Rym Mahjoub a tenu à rappeler les péripéties ayant marqué l’élaboration de cette Constitution votée à une majorité écrasante, le 26 janvier 2014, en soulignant l’enfantement difficile et laborieux, d’autant que les débats, souvent houleux, étaient «focalisés sur les questions identitaires et sur la nature du régime politique à instaurer pour cette nouvelle phase de l’histoire du pays», a-t-elle dit.
«L’essentiel est que nous avons, aujourd’hui, une Constitution qui est celle de tous les citoyens et de toutes les composantes politiques, même celle qui a voulu orienter la loi vers d’autres desseins», a ajouté la députée, faisant allusion aux représentants du parti islamiste Ennahdha qui, au départ, avaient essayé d’imposer une constitution inspirée de la charia islamique, avant de faire marche-arrière face à la forte résistance montrée par la société tunisienne, soucieuse de préserver ses acquis en matières de libertés et de droits sociaux, notamment ceux de la femme.
Dynamique participative
L’idée dominante chez la plupart des Tunisiens c’est qu’avec la proclamation de la Constitution, toutes leurs attentes publiques seront satisfaites, a fait remarquer Mongi Rahoui, qui a relevé que la Constitution revêt deux aspects principaux.

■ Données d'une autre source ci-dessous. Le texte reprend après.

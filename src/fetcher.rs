//! Bounded-concurrency detail fetch stage.
//!
//! Every item of a batch is fetched in its own task; a semaphore caps the
//! number of requests in flight. The pool always joins every task, so one
//! failing item never aborts its siblings. Cancellation stops dispatch of
//! items still waiting for a permit while in-flight requests drain.

use std::sync::Arc;
use std::time::Duration;

use tokio::sync::Semaphore;
use tokio::task::JoinSet;
use tokio_util::sync::CancellationToken;
use tracing::{debug, warn};

use crate::dedup::dedupe;
use crate::feed::retry::{self, RetryPolicy};
use crate::feed::{FeedClient, FeedError};
use crate::model::{ItemDetail, ItemSummary};

pub const DEFAULT_WORKERS: usize = 10;

#[derive(Debug, Clone, Copy, PartialEq, Eq)]
pub struct FetchSettings {
    pub workers: usize,
    pub request_timeout: Duration,
    pub retry: RetryPolicy,
}

impl Default for FetchSettings {
    fn default() -> Self {
        Self {
            workers: DEFAULT_WORKERS,
            request_timeout: Duration::from_secs(30),
            retry: RetryPolicy::default(),
        }
    }
}

#[derive(Debug, Clone, PartialEq, Eq)]
pub struct FetchFailure {
    pub id: String,
    pub error: FeedError,
}

/// Settled result of one batch, in the order the items were given.
#[derive(Debug, Default)]
pub struct BatchFetch {
    pub details: Vec<ItemDetail>,
    /// Entries that exist upstream but carry no ad content.
    pub withdrawn: Vec<String>,
    pub failures: Vec<FetchFailure>,
    /// Items never dispatched because the pool was cancelled.
    pub not_dispatched: Vec<String>,
}

impl BatchFetch {
    /// First fatal error, if any item hit one.
    pub fn fatal(&self) -> Option<&FetchFailure> {
        self.failures.iter().find(|f| f.error.is_fatal())
    }
}

enum Outcome {
    Fetched(ItemDetail),
    Withdrawn,
    Failed(FeedError),
    NotDispatched,
}

pub struct DetailFetcher {
    client: Arc<dyn FeedClient>,
    settings: FetchSettings,
}

impl DetailFetcher {
    pub fn new(client: Arc<dyn FeedClient>, settings: FetchSettings) -> Self {
        Self { client, settings }
    }

    pub fn workers(&self) -> usize {
        self.settings.workers.max(1)
    }

    /// Fetch details for `items`. Duplicate identifiers are fetched once.
    /// Returns after every dispatched fetch has settled.
    pub async fn fetch_batch(&self, items: &[ItemSummary], cancel: &CancellationToken) -> BatchFetch {
        let items = dedupe(items.to_vec());
        let pool_token = cancel.child_token();
        let semaphore = Arc::new(Semaphore::new(self.workers()));
        let mut join_set = JoinSet::new();

        for (idx, item) in items.iter().enumerate() {
            let id = item.id.clone();
            let client = Arc::clone(&self.client);
            let semaphore = Arc::clone(&semaphore);
            let token = pool_token.clone();
            let settings = self.settings;

            join_set.spawn(async move {
                let permit = tokio::select! {
                    biased;
                    _ = token.cancelled() => return (idx, Outcome::NotDispatched),
                    permit = semaphore.acquire_owned() => permit,
                };
                let _permit = match permit {
                    Ok(permit) => permit,
                    Err(_) => {
                        return (
                            idx,
                            Outcome::Failed(FeedError::Transient("fetch pool closed".into())),
                        )
                    }
                };
                if token.is_cancelled() {
                    return (idx, Outcome::NotDispatched);
                }

                let outcome = match fetch_one(client.as_ref(), &id, &settings).await {
                    Ok(Some(detail)) => Outcome::Fetched(detail),
                    Ok(None) => Outcome::Withdrawn,
                    Err(err) => {
                        if err.is_fatal() {
                            // Stop dispatch before the permit is handed on.
                            token.cancel();
                        }
                        Outcome::Failed(err)
                    }
                };
                (idx, outcome)
            });
        }

        let mut settled: Vec<Option<Outcome>> = items.iter().map(|_| None).collect();
        while let Some(joined) = join_set.join_next().await {
            match joined {
                Ok((idx, outcome)) => settled[idx] = Some(outcome),
                Err(join_err) => warn!(%join_err, "detail fetch task failed to join"),
            }
        }

        let mut result = BatchFetch::default();
        for (item, outcome) in items.into_iter().zip(settled) {
            match outcome {
                Some(Outcome::Fetched(detail)) => result.details.push(detail),
                Some(Outcome::Withdrawn) => {
                    debug!(id = %item.id, "feed entry has no ad content");
                    result.withdrawn.push(item.id);
                }
                Some(Outcome::Failed(error)) => {
                    warn!(id = %item.id, %error, "detail fetch failed");
                    result.failures.push(FetchFailure { id: item.id, error });
                }
                Some(Outcome::NotDispatched) => result.not_dispatched.push(item.id),
                None => result.failures.push(FetchFailure {
                    id: item.id,
                    error: FeedError::Transient("detail fetch task aborted".into()),
                }),
            }
        }
        result
    }
}

async fn fetch_one(
    client: &dyn FeedClient,
    id: &str,
    settings: &FetchSettings,
) -> Result<Option<ItemDetail>, FeedError> {
    let timeout = settings.request_timeout;
    retry::with_backoff(&settings.retry, "feed entry", move || async move {
        match tokio::time::timeout(timeout, client.fetch_detail(id)).await {
            Ok(res) => res,
            Err(_) => Err(FeedError::Transient(format!(
                "feed entry {} timed out after {:?}",
                id, timeout
            ))),
        }
    })
    .await
}
//! The sync driver: walks the feed page by page, fetches details for the
//! eligible items of each page in bounded batches, persists them and
//! checkpoints the cursor after every batch.
//!
//! The run is an explicit state machine over [`Step`]; all mutable run state
//! lives in [`SyncContext`].

use std::sync::Arc;

use chrono::{DateTime, Utc};
use thiserror::Error;
use tokio_util::sync::CancellationToken;
use tracing::{debug, info, instrument, warn};

use crate::dedup::Deduplicator;
use crate::feed::retry;
use crate::feed::{FeedClient, FeedError, FeedPage, PageRequest};
use crate::fetcher::{BatchFetch, DetailFetcher, FetchSettings};
use crate::filter::{self, DetailDecision, FilterDecision};
use crate::model::{
    ErrorStage, FeedCursor, FeedMetadata, ItemDetail, ItemError, ItemSummary, RunConfig,
    StartPosition, SyncCounts, SyncOutcome,
};
use crate::store::{ItemStore, StateStore};
use crate::writer::UpsertWriter;

/// Item errors echoed in the end-of-run log.
const REPORTED_ERRORS: usize = 20;

/// Item errors kept in memory for the report. Later failures are only
/// counted.
const RETAINED_ERRORS: usize = 1_000;

#[derive(Debug, Error)]
pub enum SyncError {
    #[error("feed request failed: {0}")]
    Fetch(#[from] FeedError),
    #[error("state store failed: {0:#}")]
    State(anyhow::Error),
}

#[derive(Debug)]
pub struct SyncReport {
    pub outcome: SyncOutcome,
    pub counts: SyncCounts,
    pub errors: Vec<ItemError>,
    /// Last cursor written to the state store during this run, or the
    /// cursor the run started from.
    pub cursor: FeedCursor,
    pub failure: Option<SyncError>,
}

/// Decide where the run starts. Clears stored state first when `reset` is
/// set. A manual start page keeps counting from the stored page index.
pub async fn resolve_start(run: &RunConfig, state: &dyn StateStore) -> anyhow::Result<StartPosition> {
    if run.reset() {
        state.reset().await?;
    }
    if let Some(page_id) = run.start_page_id() {
        let page_index = if run.reset() {
            0
        } else {
            match state.load_cursor().await? {
                Some(stored) if stored.cursor.page_id.as_deref() == Some(page_id) => {
                    stored.cursor.page_index
                }
                Some(stored) if stored.cursor.page_id.is_some() => stored.cursor.page_index + 1,
                _ => 0,
            }
        };
        return Ok(StartPosition::Page {
            page_id: page_id.to_string(),
            page_index,
        });
    }
    if run.reset() {
        return Ok(if run.start_from_beginning() {
            StartPosition::Oldest
        } else {
            StartPosition::Newest
        });
    }
    match state.load_cursor().await? {
        Some(stored) if stored.cursor.page_id.is_some() => Ok(StartPosition::Resume(stored.cursor)),
        _ => Ok(StartPosition::Newest),
    }
}

/// Fetch one page, retrying transient failures.
pub async fn fetch_page(
    client: &dyn FeedClient,
    request: &PageRequest,
    settings: &FetchSettings,
) -> Result<FeedPage, FeedError> {
    let timeout = settings.request_timeout;
    retry::with_backoff(&settings.retry, "feed page", move || async move {
        match tokio::time::timeout(timeout, client.fetch_page(request)).await {
            Ok(res) => res,
            Err(_) => Err(FeedError::Transient(format!(
                "page {} timed out after {:?}",
                request, timeout
            ))),
        }
    })
    .await
}

/// Walk forward from the first page and return the id and index of the
/// first page holding an item modified on or after `target`. Gives up after
/// `max_pages` pages.
pub async fn find_start_page(
    client: &dyn FeedClient,
    target: DateTime<Utc>,
    settings: &FetchSettings,
    max_pages: u64,
) -> Result<Option<(String, u64)>, FeedError> {
    let mut request = PageRequest::First;
    for index in 0..max_pages {
        let page = fetch_page(client, &request, settings).await?;
        let newest = page.items.iter().filter_map(|i| i.date_modified).max();
        debug!(page = %page.id, index, newest = ?newest, "scanning page");
        if newest.map(|d| d >= target).unwrap_or(false) {
            return Ok(Some((page.id, index)));
        }
        match page.next_id {
            Some(next) => request = PageRequest::Id(next),
            None => return Ok(None),
        }
    }
    Ok(None)
}

enum Step {
    FetchPage(PageRequest),
    Select,
    FetchDetails,
    Persist(Vec<ItemDetail>),
    Checkpoint,
    Finish(SyncOutcome),
    Fail(SyncError),
}

/// Mutable state of one run.
#[derive(Default)]
struct SyncContext {
    /// Last checkpointed position.
    cursor: FeedCursor,
    metadata: FeedMetadata,
    page: Option<FeedPage>,
    page_index: u64,
    /// Raw item index in `page` where selection continues.
    position: usize,
    /// Offset to skip on the first page of a resumed run.
    resume_offset: usize,
    seen: Deduplicator,
    pending: Vec<ItemSummary>,
    remaining: Option<usize>,
    limit_hit: bool,
    counts: SyncCounts,
    errors: Vec<ItemError>,
}

impl SyncContext {
    fn page_len(&self) -> usize {
        self.page.as_ref().map(|p| p.items.len()).unwrap_or(0)
    }

    /// Keep item errors for the report, up to [`RETAINED_ERRORS`]. Callers
    /// count failures in `counts.failed` separately.
    fn record_errors(&mut self, errors: impl IntoIterator<Item = ItemError>) {
        let room = RETAINED_ERRORS.saturating_sub(self.errors.len());
        self.errors.extend(errors.into_iter().take(room));
    }
}

pub struct SyncDriver<'a> {
    client: Arc<dyn FeedClient>,
    items: &'a dyn ItemStore,
    state: &'a dyn StateStore,
    settings: FetchSettings,
}

impl<'a> SyncDriver<'a> {
    pub fn new(
        client: Arc<dyn FeedClient>,
        items: &'a dyn ItemStore,
        state: &'a dyn StateStore,
        settings: FetchSettings,
    ) -> Self {
        Self {
            client,
            items,
            state,
            settings,
        }
    }

    /// Run one synchronization. `shutdown` stops the run at the next batch
    /// boundary.
    #[instrument(skip_all)]
    pub async fn run(&self, run: &RunConfig, shutdown: &CancellationToken) -> SyncReport {
        let mut ctx = SyncContext {
            remaining: run.limit(),
            ..Default::default()
        };

        let start = match resolve_start(run, self.state).await {
            Ok(start) => start,
            Err(err) => return self.finish(ctx, Err(SyncError::State(err))).await,
        };
        info!(start = ?start, limit = ?run.limit(), "starting feed sync");

        let first = match start {
            StartPosition::Resume(cursor) => {
                ctx.page_index = cursor.page_index;
                ctx.resume_offset = cursor.item_offset;
                let id = cursor.page_id.clone().unwrap_or_default();
                ctx.cursor = cursor;
                PageRequest::Id(id)
            }
            StartPosition::Page { page_id, page_index } => {
                ctx.page_index = page_index;
                PageRequest::Id(page_id)
            }
            StartPosition::Newest => PageRequest::Last,
            StartPosition::Oldest => PageRequest::First,
        };

        let fetcher = DetailFetcher::new(Arc::clone(&self.client), self.settings);
        let writer = UpsertWriter::new(self.items);
        let mut step = Step::FetchPage(first);

        let result = loop {
            step = match step {
                Step::FetchPage(request) => self.on_fetch_page(&mut ctx, request, shutdown).await,
                Step::Select => self.on_select(&mut ctx, run, fetcher.workers()),
                Step::FetchDetails => self.on_fetch_details(&mut ctx, run, &fetcher, shutdown).await,
                Step::Persist(details) => {
                    let res = writer.persist(&details).await;
                    ctx.counts.written += res.written as u64;
                    ctx.counts.failed += res.errors.len() as u64;
                    ctx.record_errors(res.errors);
                    if let Some(left) = ctx.remaining.as_mut() {
                        *left = left.saturating_sub(res.written);
                        if *left == 0 {
                            ctx.limit_hit = true;
                        }
                    }
                    Step::Checkpoint
                }
                Step::Checkpoint => self.on_checkpoint(&mut ctx, shutdown).await,
                Step::Finish(outcome) => break Ok(outcome),
                Step::Fail(err) => break Err(err),
            };
        };

        self.finish(ctx, result).await
    }

    async fn on_fetch_page(
        &self,
        ctx: &mut SyncContext,
        request: PageRequest,
        shutdown: &CancellationToken,
    ) -> Step {
        if shutdown.is_cancelled() {
            return Step::Finish(SyncOutcome::Interrupted);
        }
        let page = match fetch_page(self.client.as_ref(), &request, &self.settings).await {
            Ok(page) => page,
            Err(err) => return Step::Fail(err.into()),
        };
        ctx.counts.pages += 1;
        ctx.metadata = page.metadata.clone();
        ctx.seen.clear();
        ctx.position = std::mem::take(&mut ctx.resume_offset).min(page.items.len());
        info!(
            page = %page.id,
            index = ctx.page_index,
            items = page.items.len(),
            offset = ctx.position,
            "fetched feed page"
        );
        ctx.page = Some(page);
        Step::Select
    }

    /// Pick the next batch from the current page: unique, fresh items up to
    /// the worker count and the remaining limit.
    fn on_select(&self, ctx: &mut SyncContext, run: &RunConfig, workers: usize) -> Step {
        let Some(page) = ctx.page.as_ref() else {
            return Step::Checkpoint;
        };
        while ctx.position < page.items.len() && ctx.pending.len() < workers {
            let item = &page.items[ctx.position];
            if !ctx.seen.admit(&item.id) {
                ctx.counts.duplicates += 1;
                ctx.position += 1;
                continue;
            }
            let left = ctx.remaining.map(|r| r.saturating_sub(ctx.pending.len()));
            match filter::evaluate(item, run, left) {
                FilterDecision::Keep => ctx.pending.push(item.clone()),
                FilterDecision::Stale => {
                    debug!(id = %item.id, "skipping stale item");
                    ctx.counts.skipped += 1;
                }
                // Budget is spoken for by the pending batch.
                FilterDecision::LimitReached => break,
            }
            ctx.position += 1;
        }
        if ctx.pending.is_empty() {
            Step::Checkpoint
        } else {
            Step::FetchDetails
        }
    }

    async fn on_fetch_details(
        &self,
        ctx: &mut SyncContext,
        run: &RunConfig,
        fetcher: &DetailFetcher,
        shutdown: &CancellationToken,
    ) -> Step {
        let batch = std::mem::take(&mut ctx.pending);
        let fetched: BatchFetch = fetcher.fetch_batch(&batch, shutdown).await;
        if let Some(fatal) = fetched.fatal() {
            warn!(id = %fatal.id, error = %fatal.error, "fatal detail error, aborting run");
            return Step::Fail(SyncError::Fetch(fatal.error.clone()));
        }

        ctx.counts.fetched += fetched.details.len() as u64;
        ctx.counts.skipped += fetched.withdrawn.len() as u64;
        ctx.counts.failed += fetched.failures.len() as u64;
        ctx.record_errors(fetched.failures.iter().map(|f| ItemError {
            id: f.id.clone(),
            stage: ErrorStage::Fetch,
            message: f.error.to_string(),
        }));

        let mut publish = Vec::with_capacity(fetched.details.len());
        for detail in fetched.details {
            match filter::check_detail(&detail, run) {
                DetailDecision::Publish => publish.push(detail),
                decision => {
                    debug!(id = %detail.id, ?decision, "detail not stored");
                    ctx.counts.skipped += 1;
                }
            }
        }

        if !fetched.not_dispatched.is_empty() {
            // Part of the batch never ran; keep what arrived and stop without
            // moving the cursor past the unfetched items.
            let res = UpsertWriter::new(self.items).persist(&publish).await;
            ctx.counts.written += res.written as u64;
            ctx.counts.failed += res.errors.len() as u64;
            ctx.record_errors(res.errors);
            return Step::Finish(SyncOutcome::Interrupted);
        }
        Step::Persist(publish)
    }

    async fn on_checkpoint(&self, ctx: &mut SyncContext, shutdown: &CancellationToken) -> Step {
        let Some(page) = ctx.page.as_ref() else {
            return Step::Finish(SyncOutcome::Done);
        };
        let (cursor, next) = if ctx.position < ctx.page_len() {
            (
                FeedCursor {
                    page_id: Some(page.id.clone()),
                    page_index: ctx.page_index,
                    item_offset: ctx.position,
                },
                Some(Step::Select),
            )
        } else if let Some(next_id) = page.next_id.clone() {
            (
                FeedCursor::at_page(next_id.clone(), ctx.page_index + 1),
                Some(Step::FetchPage(PageRequest::Id(next_id))),
            )
        } else {
            (
                FeedCursor {
                    page_id: Some(page.id.clone()),
                    page_index: ctx.page_index,
                    item_offset: page.items.len(),
                },
                None,
            )
        };

        if let Err(err) = self.state.save_cursor(&cursor, &ctx.metadata).await {
            return Step::Fail(SyncError::State(err));
        }
        debug!(cursor = ?cursor, "checkpoint saved");
        ctx.cursor = cursor;

        if ctx.limit_hit {
            return Step::Finish(SyncOutcome::StoppedByLimit);
        }
        match next {
            None => Step::Finish(SyncOutcome::Done),
            Some(_) if shutdown.is_cancelled() => Step::Finish(SyncOutcome::Interrupted),
            Some(step) => {
                if matches!(step, Step::FetchPage(_)) {
                    ctx.page_index += 1;
                }
                step
            }
        }
    }

    async fn finish(&self, ctx: SyncContext, result: Result<SyncOutcome, SyncError>) -> SyncReport {
        let (outcome, failure) = match result {
            Ok(outcome) => (outcome, None),
            Err(err) => (SyncOutcome::Failed, Some(err)),
        };

        if outcome != SyncOutcome::Failed {
            if let Err(err) = self.state.record_last_run(Utc::now()).await {
                warn!(error = %format!("{:#}", err), "failed to record last run");
            }
        }

        let counts = ctx.counts;
        info!(
            outcome = outcome.as_str(),
            pages = counts.pages,
            fetched = counts.fetched,
            skipped = counts.skipped,
            duplicates = counts.duplicates,
            written = counts.written,
            failed = counts.failed,
            "feed sync finished"
        );
        for err in ctx.errors.iter().take(REPORTED_ERRORS) {
            warn!(id = %err.id, stage = err.stage.as_str(), message = %err.message, "item error");
        }
        if let Some(err) = failure.as_ref() {
            warn!(error = %err, "feed sync failed");
        }

        SyncReport {
            outcome,
            counts,
            errors: ctx.errors,
            cursor: ctx.cursor,
            failure,
        }
    }
}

D’abord, elle est le résultat d’une dynamique participative et d’un processus consensuel porté par les rapports de force en place. Ensuite, les manifestations après l’assassinat des dirigeants de gauche Chokri Belaid et Mohamed Brahmi et la chute du régime des Frères musulmans en Egypte ont dissuadé l’une de ces forces de vouloir imposer sa vision idéologique et l’a obligée à changer le fusil d’épaule et à mettre fin aux entraves qu’elle mettait à l’adoption d’articles progressistes dans le cadre du chapitre «droits et libertés». Mongi Rahoui, qui avait eu des démêlées homériques avec ses collègues d’Ennahdha, fait ici allusion, on l’a compris, aux constituants issus du mouvement islamiste, qui étaient soucieux d’imprimer leur marque conservatrice voire réactionnaire au texte de la nouvelle Constitution, avant de se raviser et d’accepter un texte plus ou moins conforme aux valeurs universelles.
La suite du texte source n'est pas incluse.